DtypeWarning: Columns (15,16,18,24) have mixed types. Columns get removed if it has mixed type

pythonpandas

提问by Raj Kumar

I am trying to read a csv file

我正在尝试读取 csv 文件

pd.set_option('display.max_columns', None)
inventory = pd.read_csv('inventory-new.csv', sep=";", names=columns)

it says:

它说:

DtypeWarning: Columns (15,16,18,24) have mixed types. Specify dtype option on import or set low_memory=False.
interactivity=interactivity, compiler=compiler, result=result)

DtypeWarning:列 (15,16,18,24) 具有混合类型。在导入时指定 dtype 选项或设置 low_memory=False。
交互性=交互性,编译器=编译器,结果=结果)

and column numbers 15,16,18,24 gets completely removed

列号 15,16,18,24 被完全删除

I tried:

我试过:

inventory = pd.read_csv('inventory-new.csv', sep=";", names=columns, dtype=object)

also

inventory = pd.read_csv('inventory-new.csv', sep=";", names=columns, low_memory=False)

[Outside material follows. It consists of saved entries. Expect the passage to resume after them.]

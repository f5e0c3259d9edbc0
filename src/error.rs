//! Error types for document operations and configuration.

use std::path::PathBuf;

use thiserror::Error;

/// Failures reported by a [`Document`](crate::Document) implementation.
///
/// None of these are fatal: the editor logs them and skips the single
/// operation that failed, then heals on the next full rescan.
#[derive(Debug, Clone, PartialEq, Eq, Error)]
pub enum DocumentError {
    /// The range no longer exists, usually because of a concurrent edit.
    #[error("range {start}..{end} is out of bounds for a document of length {len}")]
    StaleRange { start: usize, end: usize, len: usize },

    /// The style was never registered with this document.
    #[error("style '{0}' is not registered with the document")]
    UnregisteredStyle(&'static str),

    /// An operation needed a caret but the document has no selection.
    #[error("document has no selection")]
    MissingSelection,
}

/// Configuration errors. Raised while building an `EditorConfig`, never
/// per event.
#[derive(Debug, Error)]
pub enum ConfigError {
    #[error("trigger sequence must not be empty")]
    EmptyTrigger,

    #[error("closing sequence must not be empty")]
    EmptyClosing,

    #[error("trigger and closing sequences are both '{0}'")]
    TriggerEqualsClosing(String),

    #[error("failed to read settings file '{}': {source}", path.display())]
    Read {
        path: PathBuf,
        #[source]
        source: std::io::Error,
    },

    #[error("failed to parse settings: {0}")]
    Parse(#[from] toml::de::Error),

    #[error("failed to build template pattern: {0}")]
    Pattern(#[from] regex::Error),
}

#[cfg(test)]
mod tests {
    use super::*;

    #[test]
    fn stale_range_message() {
        let err = DocumentError::StaleRange {
            start: 4,
            end: 9,
            len: 6,
        };
        assert_eq!(
            err.to_string(),
            "range 4..9 is out of bounds for a document of length 6"
        );
    }

    #[test]
    fn trigger_equals_closing_message() {
        let err = ConfigError::TriggerEqualsClosing("%%".to_string());
        assert_eq!(
            err.to_string(),
            "trigger and closing sequences are both '%%'"
        );
    }
}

but the result is still the same. Why is this happening?

但结果还是一样。为什么会这样?

回答by michaelg

You need to set a dtype for each column.

您需要为每列设置一个 dtype。

From the doc:

文档

dtype : Type name or dict of column -> type, default None

Data type for data or columns. E.g. {‘a': np.float64, ‘b': np.int32} Use str or object to preserve and not interpret dtype. If converters are specified, they will be applied INSTEAD of dtype conversion.

dtype : 类型名称或列的字典 -> 类型,默认无

数据或列的数据类型。例如 {'a': np.float64, 'b': np.int32} 使用 str 或 object 来保留而不是解释 dtype。如果指定了转换器,它们将被应用于 dtype 转换的 INSTEAD。

Why it is happening ?

为什么会这样?

Most of the time, pandas try to figure out the dtype before processing rows. But if it happens that a value is not of the selected dtype, it will raise an error. Thus you will need to either correct the original data or choose a more permissive dtype to import (like you did with object).

大多数情况下,pandas 会在处理行之前尝试找出 dtype。但是如果碰巧某个值不是选定的 dtype,则会引发错误。因此,您需要更正原始数据或选择更宽松的 dtype 进行导入(就像您对 所做的那样object)。